[Excerpts from a dataset]
_ _ _ _
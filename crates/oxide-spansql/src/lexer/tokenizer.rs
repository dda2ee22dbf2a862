//! Tokenizer implementation.

use super::{Span, Token, TokenKind};
use crate::parser::{ErrorKind, ParseError};

/// Operators, longest first so that two-byte forms win over their prefixes.
const OPERATORS: [&str; 7] = ["<=", ">=", "!=", "<>", "<", ">", "="];

/// A lexer over a borrowed input string.
///
/// The lexer is a plain position into the input, so copying it is a cheap way
/// to take a snapshot.
#[derive(Debug, Clone, Copy)]
pub struct Lexer<'a> {
    /// The input source text.
    input: &'a str,
    /// The current byte position.
    pos: usize,
}

/// Whitespace is space, backspace, tab and newline.
const fn is_space(c: u8) -> bool {
    matches!(c, b' ' | b'\x08' | b'\t' | b'\n')
}

const fn is_identifier_start(c: u8) -> bool {
    c.is_ascii_alphabetic() || c == b'_' || c == b'@'
}

const fn is_identifier_char(c: u8) -> bool {
    c.is_ascii_alphanumeric() || c == b'_'
}

impl<'a> Lexer<'a> {
    /// Creates a new lexer for the given input.
    #[must_use]
    pub const fn new(input: &'a str) -> Self {
        Self { input, pos: 0 }
    }

    /// Creates a lexer that resumes at byte offset `pos` of `input`.
    pub(crate) const fn resume(input: &'a str, pos: usize) -> Self {
        Self { input, pos }
    }

    /// The full input.
    #[must_use]
    pub const fn input(&self) -> &'a str {
        self.input
    }

    /// The current byte offset.
    #[must_use]
    pub const fn position(&self) -> usize {
        self.pos
    }

    /// The unconsumed input, starting at the current position.
    #[must_use]
    pub fn rest(&self) -> &'a str {
        &self.input[self.pos..]
    }

    fn peek(&self) -> Option<u8> {
        self.input.as_bytes().get(self.pos).copied()
    }

    /// Skips whitespace and `#`, `--` and `/* */` comments.
    ///
    /// # Errors
    ///
    /// Returns [`ErrorKind::UnterminatedComment`] if a comment has no
    /// terminator. The position is left at the start of that comment.
    pub fn skip_whitespace_and_comments(&mut self) -> Result<(), ParseError> {
        loop {
            while self.peek().is_some_and(is_space) {
                self.pos += 1;
            }

            let rest = self.rest();
            let (opener, terminator) = if rest.starts_with('#') {
                ("#", "\n")
            } else if rest.starts_with("--") {
                ("--", "\n")
            } else if rest.starts_with("/*") {
                ("/*", "*/")
            } else {
                return Ok(());
            };

            match rest[opener.len()..].find(terminator) {
                Some(offset) => self.pos += opener.len() + offset + terminator.len(),
                None => {
                    return Err(ParseError::new(
                        ErrorKind::UnterminatedComment,
                        Span::new(self.pos, self.input.len()),
                    ));
                }
            }
        }
    }

    /// Consumes `start..end` as a token.
    fn make_token(&mut self, start: usize, end: usize, kind: TokenKind) -> Token<'a> {
        self.pos = end;
        Token::new(&self.input[start..end], kind, Span::new(start, end))
    }

    /// Scans an identifier, keyword or `@parameter`.
    fn scan_identifier(&mut self) -> Token<'a> {
        let start = self.pos;
        let len = 1 + self.input.as_bytes()[start + 1..]
            .iter()
            .take_while(|&&c| is_identifier_char(c))
            .count();
        self.make_token(start, start + len, TokenKind::Plain)
    }

    /// Scans a numeric literal with an optional sign and `0x` prefix.
    ///
    /// A decimal literal becomes a float on a `.` (only before any exponent)
    /// or an `e`/`E` exponent (at most one).
    fn scan_number(&mut self) -> Result<Token<'a>, ParseError> {
        let start = self.pos;
        let bytes = self.rest().as_bytes();

        let mut i = 0;
        let negative = match bytes[0] {
            b'-' => {
                i += 1;
                true
            }
            b'+' => {
                i += 1;
                false
            }
            _ => false,
        };
        let radix = if bytes[i..].starts_with(b"0x") {
            i += 2;
            16
        } else {
            10
        };

        let digits_start = i;
        let (mut dot, mut exponent) = (false, false);
        while let Some(&c) = bytes.get(i) {
            match c {
                b'0'..=b'9' => i += 1,
                b'a'..=b'f' | b'A'..=b'F' if radix == 16 => i += 1,
                b'e' | b'E' if radix == 10 => {
                    if exponent {
                        return Err(self.bad_number(start, i));
                    }
                    exponent = true;
                    i += 1;
                    if matches!(bytes.get(i), Some(b'+' | b'-')) {
                        i += 1;
                    }
                }
                b'.' if radix == 10 => {
                    if dot || exponent {
                        return Err(self.bad_number(start, i));
                    }
                    dot = true;
                    i += 1;
                }
                _ => break,
            }
        }

        let span = Span::new(start, start + i);
        if i == digits_start {
            return Err(ParseError::new(ErrorKind::NoDigits, span));
        }

        let text = span.slice(self.input);
        let magnitude = &text[digits_start..];
        let invalid = |reason: String| {
            ParseError::new(
                ErrorKind::InvalidNumber {
                    literal: String::from(text),
                    reason,
                },
                span,
            )
        };

        let kind = if dot || exponent {
            let value: f64 = magnitude.parse().map_err(|e| invalid(format!("{e}")))?;
            TokenKind::Float(if negative { -value } else { value })
        } else {
            let value = i64::from_str_radix(magnitude, radix).map_err(|e| invalid(format!("{e}")))?;
            TokenKind::Integer(if negative { -value } else { value })
        };

        Ok(self.make_token(start, span.end, kind))
    }

    fn bad_number(&self, start: usize, len: usize) -> ParseError {
        let span = Span::new(start, start + len);
        ParseError::new(
            ErrorKind::BadNumber(String::from(span.slice(self.input))),
            span,
        )
    }

    /// Scans a double-quoted string literal; `\` escapes the following byte.
    fn scan_string(&mut self) -> Result<Token<'a>, ParseError> {
        let start = self.pos;
        let bytes = self.rest().as_bytes();

        let mut i = 1;
        let mut closed = false;
        while i < bytes.len() {
            let c = bytes[i];
            i += 1;
            if c == b'"' {
                closed = true;
                break;
            }
            if c == b'\\' && i < bytes.len() {
                i += 1;
            }
        }

        if !closed {
            return Err(ParseError::new(
                ErrorKind::UnterminatedString,
                Span::new(start, self.input.len()),
            ));
        }

        let span = Span::new(start, start + i);
        let text = span.slice(self.input);
        let value = unescape(&text[1..text.len() - 1]).map_err(|reason| {
            ParseError::new(
                ErrorKind::InvalidString {
                    literal: String::from(text),
                    reason,
                },
                span,
            )
        })?;

        Ok(self.make_token(start, span.end, TokenKind::String(value)))
    }

    /// Scans the next token.
    ///
    /// # Errors
    ///
    /// Returns [`ErrorKind::Eof`] once the input is exhausted, or a lexical
    /// error. The position does not move past an erroneous lexeme.
    pub fn next_token(&mut self) -> Result<Token<'a>, ParseError> {
        self.skip_whitespace_and_comments()?;
        let start = self.pos;
        let bytes = self.input.as_bytes();

        let Some(&c) = bytes.get(start) else {
            return Err(ParseError::eof(start));
        };
        let next_is_digit = bytes.get(start + 1).is_some_and(u8::is_ascii_digit);

        match c {
            b',' | b';' | b'(' | b')' | b'*' => Ok(self.make_token(start, start + 1, TokenKind::Plain)),
            c if is_identifier_start(c) => Ok(self.scan_identifier()),
            b'+' | b'-' | b'.' if next_is_digit => self.scan_number(),
            b'0'..=b'9' => self.scan_number(),
            // Below numbers: a sign not followed by a digit is an operator.
            b'+' | b'-' => Ok(self.make_token(start, start + 1, TokenKind::Plain)),
            b'"' => self.scan_string(),
            _ => {
                let rest = self.rest();
                for width in [2, 1] {
                    if let Some(op) = rest.get(..width) {
                        if OPERATORS.contains(&op) {
                            return Ok(self.make_token(start, start + width, TokenKind::Plain));
                        }
                    }
                }
                Err(ParseError::new(
                    ErrorKind::UnexpectedByte(c),
                    Span::new(start, start + 1),
                ))
            }
        }
    }

    /// Tokenizes the entire input.
    ///
    /// # Errors
    ///
    /// Returns the first lexical error encountered.
    pub fn tokenize(&mut self) -> Result<Vec<Token<'a>>, ParseError> {
        let mut tokens = Vec::new();
        loop {
            match self.next_token() {
                Ok(token) => tokens.push(token),
                Err(e) if e.is_eof() => return Ok(tokens),
                Err(e) => return Err(e),
            }
        }
    }
}

/// Decodes the body of a double-quoted string literal.
fn unescape(body: &str) -> Result<String, &'static str> {
    let mut out = Vec::with_capacity(body.len());
    let mut buf = [0; 4];
    let mut chars = body.chars();

    while let Some(c) = chars.next() {
        if c == '\n' {
            return Err("newline in string");
        }
        if c != '\\' {
            out.extend_from_slice(c.encode_utf8(&mut buf).as_bytes());
            continue;
        }

        let escape = chars.next().ok_or("trailing backslash")?;
        match escape {
            'a' => out.push(0x07),
            'b' => out.push(0x08),
            'f' => out.push(0x0c),
            'n' => out.push(b'\n'),
            'r' => out.push(b'\r'),
            't' => out.push(b'\t'),
            'v' => out.push(0x0b),
            '\\' | '"' => out.push(escape as u8),
            'x' => {
                let value = take_digits(&mut chars, 16, 2)?;
                out.push(u8::try_from(value).map_err(|_| "invalid hex escape")?);
            }
            '0'..='7' => {
                let rest = take_digits(&mut chars, 8, 2)?;
                let value = (escape as u32 - '0' as u32) * 64 + rest;
                out.push(u8::try_from(value).map_err(|_| "octal escape out of range")?);
            }
            'u' | 'U' => {
                let width = if escape == 'u' { 4 } else { 8 };
                let value = take_digits(&mut chars, 16, width)?;
                let decoded = char::from_u32(value).ok_or("invalid unicode code point")?;
                out.extend_from_slice(decoded.encode_utf8(&mut buf).as_bytes());
            }
            _ => return Err("unknown escape sequence"),
        }
    }

    String::from_utf8(out).map_err(|_| "escapes do not form valid UTF-8")
}

fn take_digits(chars: &mut core::str::Chars<'_>, radix: u32, count: usize) -> Result<u32, &'static str> {
    let mut value = 0;
    for _ in 0..count {
        let digit = chars
            .next()
            .and_then(|c| c.to_digit(radix))
            .ok_or("truncated escape sequence")?;
        value = value * radix + digit;
    }
    Ok(value)
}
_ _ _ _
> **Task brief**
In the entries above, find the line with "Ok(self.make_token(start, span.end, kind))" and the line with "the following byte.", then restate word for word both of them and every line between, with nothing more.

> **Solution to the problem**
        Ok(self.make_token(start, span.end, kind))
    }

    fn bad_number(&self, start: usize, len: usize) -> ParseError {
        let span = Span::new(start, start + len);
        ParseError::new(
            ErrorKind::BadNumber(String::from(span.slice(self.input))),
            span,
        )
    }

    /// Scans a double-quoted string literal; `\` escapes the following byte.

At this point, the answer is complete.